**Work order:**
Copy out, exactly, the first line of the entries below and every line after it through the one containing "are derived. The".

☆ ☆ ☆

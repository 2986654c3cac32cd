//! Platform rule tables and the registry that holds them
//!
//! Every supported platform is described by a [`PlatformRules`] value: which files
//! and directories count as evidence, which dependency manifests to parse, which
//! frameworks to look for and how build tools and commands are derived. The
//! detection engine iterates the registry uniformly; adding a platform means
//! registering another table, not writing another detector.

mod dotnet;
mod go;
mod java;
mod nodejs;
mod pattern;
mod php;
mod python;
mod registry;
mod ruby;
mod rust;

pub use dotnet::dotnet;
pub use go::go;
pub use java::java;
pub use nodejs::nodejs;
pub use pattern::PathPattern;
pub use php::php;
pub use python::python;
pub use registry::PlatformRegistry;
pub use ruby::ruby;
pub use rust::rust;

use regex::Regex;
use thiserror::Error;

#[derive(Debug, Error)]
pub enum RuleError {
    #[error("Invalid content pattern '{pattern}' in {platform} rules: {source}")]
    InvalidPattern {
        platform: String,
        pattern: String,
        #[source]
        source: regex::Error,
    },
}

/// Regular expression tested against bounded excerpts of matching files
#[derive(Debug, Clone)]
pub struct ContentRule {
    pub files: PathPattern,
    pub pattern: Regex,
}

impl ContentRule {
    pub fn is_match(&self, text: &str) -> bool {
        self.pattern.is_match(text)
    }
}

/// One piece of evidence a framework rule looks for
#[derive(Debug, Clone)]
pub enum Indicator {
    /// Dependency declared under exactly this name
    Package(String),
    /// Dependency whose coordinate contains this fragment
    PackageContaining(String),
    /// Path convention present in the tree
    Path(PathPattern),
    /// Source pattern (imports, annotations) found in a sampled file
    Source(ContentRule),
}

#[derive(Debug, Clone)]
pub struct FrameworkRule {
    pub name: String,
    pub indicators: Vec<Indicator>,
}

/// Marker file that pins the build tool, checked in declaration order
#[derive(Debug, Clone)]
pub struct BuildToolRule {
    pub marker: PathPattern,
    pub tool: String,
}

/// Build/install commands for a `(framework, build tool)` combination.
///
/// `None` in a key position matches any value.
#[derive(Debug, Clone, Default)]
pub struct CommandRule {
    pub framework: Option<String>,
    pub build_tool: Option<String>,
    pub build_required: bool,
    pub build_command: Option<String>,
    pub install_command: Option<String>,
}

impl CommandRule {
    pub fn platform_default() -> Self {
        Self::default()
    }

    pub fn for_tool(tool: &str) -> Self {
        Self {
            build_tool: Some(tool.to_string()),
            ..Self::default()
        }
    }

    pub fn for_framework(framework: &str) -> Self {
        Self {
            framework: Some(framework.to_string()),
            ..Self::default()
        }
    }

    pub fn with_tool(mut self, tool: &str) -> Self {
        self.build_tool = Some(tool.to_string());
        self
    }

    pub fn build(mut self, command: &str) -> Self {
        self.build_required = true;
        self.build_command = Some(command.to_string());
        self
    }

    pub fn install(mut self, command: &str) -> Self {
        self.install_command = Some(command.to_string());
        self
    }

    fn specificity(&self, framework: Option<&str>, tool: Option<&str>) -> Option<u8> {
        let framework_ok = match (&self.framework, framework) {
            (None, _) => true,
            (Some(want), Some(have)) => want == have,
            (Some(_), None) => false,
        };
        let tool_ok = match (&self.build_tool, tool) {
            (None, _) => true,
            (Some(want), Some(have)) => want == have,
            (Some(_), None) => false,
        };
        if !framework_ok || !tool_ok {
            return None;
        }
        // (framework, tool) > (any, tool) > (framework, any) > (any, any)
        Some(match (self.framework.is_some(), self.build_tool.is_some()) {
            (true, true) => 3,
            (false, true) => 2,
            (true, false) => 1,
            (false, false) => 0,
        })
    }
}

/// Commands derived for a candidate
#[derive(Debug, Clone, PartialEq, Eq)]
pub struct BuildCommands {
    pub build_required: bool,
    pub build_command: Option<String>,
    pub install_command: Option<String>,
}

/// Data-driven description of one platform
#[derive(Debug, Clone)]
pub struct PlatformRules {
    pub id: String,
    pub name: String,
    pub primary_files: Vec<PathPattern>,
    pub secondary_files: Vec<PathPattern>,
    pub structure: Vec<PathPattern>,
    pub config_files: Vec<PathPattern>,
    pub manifests: Vec<PathPattern>,
    pub frameworks: Vec<FrameworkRule>,
    pub content: Vec<ContentRule>,
    pub build_tools: Vec<BuildToolRule>,
    pub default_build_tool: Option<String>,
    pub commands: Vec<CommandRule>,
    pub build_required: bool,
    pub excluded_dirs: Vec<String>,
}

impl PlatformRules {
    pub fn builder(id: &str, name: &str) -> PlatformRulesBuilder {
        PlatformRulesBuilder::new(id, name)
    }

    /// Pick the most specific command rule for a framework/build tool pair.
    ///
    /// Earlier rules win between equally specific ones. Without any matching
    /// rule the commands are left empty rather than guessed.
    pub fn commands_for(&self, framework: Option<&str>, build_tool: Option<&str>) -> BuildCommands {
        let mut best: Option<(u8, &CommandRule)> = None;
        for rule in &self.commands {
            if let Some(rank) = rule.specificity(framework, build_tool) {
                if best.map_or(true, |(best_rank, _)| rank > best_rank) {
                    best = Some((rank, rule));
                }
            }
        }

        match best {
            Some((_, rule)) => BuildCommands {
                build_required: rule.build_required,
                build_command: rule.build_command.clone(),
                install_command: rule.install_command.clone(),
            },
            None => BuildCommands {
                build_required: self.build_required,
                build_command: None,
                install_command: None,
            },
        }
    }
}

#[derive(Debug, Clone)]
struct FrameworkDraft {
    name: String,
    indicators: Vec<IndicatorSpec>,
}

#[derive(Debug, Clone)]
enum IndicatorSpec {
    Package(String),
    PackageContaining(String),
    Path(String),
    Source(String, String),
}

/// Builder for a framework rule inside [`PlatformRulesBuilder::framework`]
#[derive(Debug, Clone)]
pub struct FrameworkBuilder {
    draft: FrameworkDraft,
}

impl FrameworkBuilder {
    pub fn new(name: &str) -> Self {
        Self {
            draft: FrameworkDraft {
                name: name.to_string(),
                indicators: Vec::new(),
            },
        }
    }

    pub fn package(mut self, name: &str) -> Self {
        self.draft
            .indicators
            .push(IndicatorSpec::Package(name.to_string()));
        self
    }

    pub fn package_containing(mut self, fragment: &str) -> Self {
        self.draft
            .indicators
            .push(IndicatorSpec::PackageContaining(fragment.to_string()));
        self
    }

    pub fn path(mut self, pattern: &str) -> Self {
        self.draft
            .indicators
            .push(IndicatorSpec::Path(pattern.to_string()));
        self
    }

    pub fn source(mut self, files: &str, pattern: &str) -> Self {
        self.draft
            .indicators
            .push(IndicatorSpec::Source(files.to_string(), pattern.to_string()));
        self
    }
}

/// Collects a platform table; regexes are compiled in [`build`](Self::build)
#[derive(Debug, Clone)]
pub struct PlatformRulesBuilder {
    id: String,
    name: String,
    primary_files: Vec<String>,
    secondary_files: Vec<String>,
    structure: Vec<String>,
    config_files: Vec<String>,
    manifests: Vec<String>,
    frameworks: Vec<FrameworkDraft>,
    content: Vec<(String, String)>,
    build_tools: Vec<(String, String)>,
    default_build_tool: Option<String>,
    commands: Vec<CommandRule>,
    build_required: bool,
    excluded_dirs: Vec<String>,
}

fn owned(items: &[&str]) -> Vec<String> {
    items.iter().map(|s| s.to_string()).collect()
}

fn patterns(items: &[String]) -> Vec<PathPattern> {
    items.iter().map(|s| PathPattern::parse(s)).collect()
}

impl PlatformRulesBuilder {
    pub fn new(id: &str, name: &str) -> Self {
        Self {
            id: id.to_string(),
            name: name.to_string(),
            primary_files: Vec::new(),
            secondary_files: Vec::new(),
            structure: Vec::new(),
            config_files: Vec::new(),
            manifests: Vec::new(),
            frameworks: Vec::new(),
            content: Vec::new(),
            build_tools: Vec::new(),
            default_build_tool: None,
            commands: Vec::new(),
            build_required: false,
            excluded_dirs: Vec::new(),
        }
    }

    pub fn primary(mut self, files: &[&str]) -> Self {
        self.primary_files.extend(owned(files));
        self
    }

    pub fn secondary(mut self, files: &[&str]) -> Self {
        self.secondary_files.extend(owned(files));
        self
    }

    pub fn structure(mut self, dirs: &[&str]) -> Self {
        self.structure.extend(owned(dirs));
        self
    }

    pub fn config(mut self, files: &[&str]) -> Self {
        self.config_files.extend(owned(files));
        self
    }

    pub fn manifests(mut self, files: &[&str]) -> Self {
        self.manifests.extend(owned(files));
        self
    }

    pub fn framework(mut self, framework: FrameworkBuilder) -> Self {
        self.frameworks.push(framework.draft);
        self
    }

    pub fn content(mut self, files: &str, pattern: &str) -> Self {
        self.content.push((files.to_string(), pattern.to_string()));
        self
    }

    pub fn build_tool(mut self, marker: &str, tool: &str) -> Self {
        self.build_tools.push((marker.to_string(), tool.to_string()));
        self
    }

    pub fn default_build_tool(mut self, tool: &str) -> Self {
        self.default_build_tool = Some(tool.to_string());
        self
    }

    pub fn command(mut self, rule: CommandRule) -> Self {
        self.commands.push(rule);
        self
    }

    pub fn build_required(mut self, required: bool) -> Self {
        self.build_required = required;
        self
    }

    pub fn exclude_dirs(mut self, dirs: &[&str]) -> Self {
        self.excluded_dirs.extend(owned(dirs));
        self
    }

    fn content_rule(&self, files: &str, pattern: &str) -> Result<ContentRule, RuleError> {
        let regex = Regex::new(pattern).map_err(|source| RuleError::InvalidPattern {
            platform: self.id.clone(),
            pattern: pattern.to_string(),
            source,
        })?;
        Ok(ContentRule {
            files: PathPattern::parse(files),
            pattern: regex,
        })
    }

    pub fn build(self) -> Result<PlatformRules, RuleError> {
        let mut frameworks = Vec::with_capacity(self.frameworks.len());
        for draft in &self.frameworks {
            let mut indicators = Vec::with_capacity(draft.indicators.len());
            for indicator in &draft.indicators {
                indicators.push(match indicator {
                    IndicatorSpec::Package(name) => Indicator::Package(name.clone()),
                    IndicatorSpec::PackageContaining(fragment) => {
                        Indicator::PackageContaining(fragment.clone())
                    }
                    IndicatorSpec::Path(pattern) => Indicator::Path(PathPattern::parse(pattern)),
                    IndicatorSpec::Source(files, pattern) => {
                        Indicator::Source(self.content_rule(files, pattern)?)
                    }
                });
            }
            frameworks.push(FrameworkRule {
                name: draft.name.clone(),
                indicators,
            });
        }

        let content = self
            .content
            .iter()
            .map(|(files, pattern)| self.content_rule(files, pattern))
            .collect::<Result<Vec<_>, _>>()?;

        Ok(PlatformRules {
            primary_files: patterns(&self.primary_files),
            secondary_files: patterns(&self.secondary_files),
            structure: patterns(&self.structure),
            config_files: patterns(&self.config_files),
            manifests: patterns(&self.manifests),
            frameworks,
            content,
            build_tools: self
                .build_tools
                .iter()
                .map(|(marker, tool)| BuildToolRule {
                    marker: PathPattern::parse(marker),
                    tool: tool.clone(),
                })
                .collect(),
            default_build_tool: self.default_build_tool,
            commands: self.commands,
            build_required: self.build_required,
            excluded_dirs: self.excluded_dirs,
            id: self.id,
            name: self.name,
        })
    }
}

☆ ☆ ☆

**Answer for this exercise:**
repository 2986654c3cac32cd
//! Platform rule tables and the registry that holds them
//!
//! Every supported platform is described by a [`PlatformRules`] value: which files
//! and directories count as evidence, which dependency manifests to parse, which
//! frameworks to look for and how build tools and commands are derived. The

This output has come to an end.